**TASK ITEM:** Please print the data shown below without any alteration.

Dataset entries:
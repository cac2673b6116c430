//! Canonical sample boards.
//!
//! The 5×5 starter puzzle shipped with the game, in its scrambled form
//! ([`default_puzzle`]) and in the solved form it was derived from
//! ([`default_solution`]). The two boards hold the same shapes and differ
//! only in orientations, which makes them convenient fixtures for the win
//! detector, the solver and the front-end.

use crate::{Board, Direction, Piece, Shape};

const NB_ROWS: usize = 5;
const NB_COLS: usize = 5;

#[rustfmt::skip]
const SHAPES: [Shape; NB_ROWS * NB_COLS] = {
    use Shape::{Corner as C, Endpoint as N, Segment as S, Tee as T};
    [
        C, N, N, C, N,
        T, T, T, T, T,
        N, N, T, N, S,
        N, T, T, C, S,
        N, T, N, N, N,
    ]
};

#[rustfmt::skip]
const PUZZLE_ORIENTATIONS: [Direction; NB_ROWS * NB_COLS] = {
    use Direction::{East as E, North as N, South as S, West as W};
    [
        W, N, W, N, S,
        S, W, N, E, E,
        E, N, W, W, E,
        S, S, N, W, N,
        E, W, S, E, S,
    ]
};

#[rustfmt::skip]
const SOLUTION_ORIENTATIONS: [Direction; NB_ROWS * NB_COLS] = {
    use Direction::{East as E, North as N, South as S, West as W};
    [
        E, W, E, S, S,
        E, S, S, N, W,
        N, N, E, W, S,
        E, S, N, S, N,
        E, N, W, N, N,
    ]
};

fn build(orientations: &[Direction; NB_ROWS * NB_COLS]) -> Board {
    let pieces = SHAPES
        .iter()
        .zip(orientations)
        .map(|(&shape, &orientation)| Piece::new(shape, orientation))
        .collect();
    Board::from_pieces(NB_ROWS, NB_COLS, false, pieces)
        .expect("sample dimensions match the piece table")
}

/// Returns the 5×5 starter puzzle (scrambled, not won).
///
/// ```
/// use pipelace_core::samples;
///
/// let puzzle = samples::default_puzzle();
/// assert_eq!(puzzle.nb_rows(), 5);
/// assert!(!puzzle.is_won());
/// ```
#[must_use]
pub fn default_puzzle() -> Board {
    build(&PUZZLE_ORIENTATIONS)
}

/// Returns the solved form of the 5×5 starter puzzle.
///
/// ```
/// use pipelace_core::samples;
///
/// assert!(samples::default_solution().is_won());
/// ```
#[must_use]
pub fn default_solution() -> Board {
    build(&SOLUTION_ORIENTATIONS)
}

**COMPLETED EXERCISE:**
repository cac2673b6116c430
//! Canonical sample boards.
//!
//! The 5×5 starter puzzle shipped with the game, in its scrambled form
//! ([`default_puzzle`]) and in the solved form it was derived from
//! ([`default_solution`]). The two boards hold the same shapes and differ
//! only in orientations, which makes them convenient fixtures for the win
//! detector, the solver and the front-end.

use crate::{Board, Direction, Piece, Shape};

const NB_ROWS: usize = 5;
const NB_COLS: usize = 5;

#[rustfmt::skip]
const SHAPES: [Shape; NB_ROWS * NB_COLS] = {
    use Shape::{Corner as C, Endpoint as N, Segment as S, Tee as T};
    [
        C, N, N, C, N,
        T, T, T, T, T,
        N, N, T, N, S,
        N, T, T, C, S,
        N, T, N, N, N,
    ]
};

#[rustfmt::skip]
const PUZZLE_ORIENTATIONS: [Direction; NB_ROWS * NB_COLS] = {
    use Direction::{East as E, North as N, South as S, West as W};
    [
        W, N, W, N, S,
        S, W, N, E, E,
        E, N, W, W, E,
        S, S, N, W, N,
        E, W, S, E, S,
    ]
};

#[rustfmt::skip]
const SOLUTION_ORIENTATIONS: [Direction; NB_ROWS * NB_COLS] = {
    use Direction::{East as E, North as N, South as S, West as W};
    [
        E, W, E, S, S,
        E, S, S, N, W,
        N, N, E, W, S,
        E, S, N, S, N,
        E, N, W, N, N,
    ]
};

fn build(orientations: &[Direction; NB_ROWS * NB_COLS]) -> Board {
    let pieces = SHAPES
        .iter()
        .zip(orientations)
        .map(|(&shape, &orientation)| Piece::new(shape, orientation))
        .collect();
    Board::from_pieces(NB_ROWS, NB_COLS, false, pieces)
        .expect("sample dimensions match the piece table")
}

/// Returns the 5×5 starter puzzle (scrambled, not won).
///
/// ```
/// use pipelace_core::samples;
///
/// let puzzle = samples::default_puzzle();
/// assert_eq!(puzzle.nb_rows(), 5);
/// assert!(!puzzle.is_won());
/// ```
#[must_use]
pub fn default_puzzle() -> Board {
    build(&PUZZLE_ORIENTATIONS)
}

/// Returns the solved form of the 5×5 starter puzzle.
///
/// ```
/// use pipelace_core::samples;
///
/// assert!(samples::default_solution().is_won());
/// ```
#[must_use]
pub fn default_solution() -> Board {
    build(&SOLUTION_ORIENTATIONS)
}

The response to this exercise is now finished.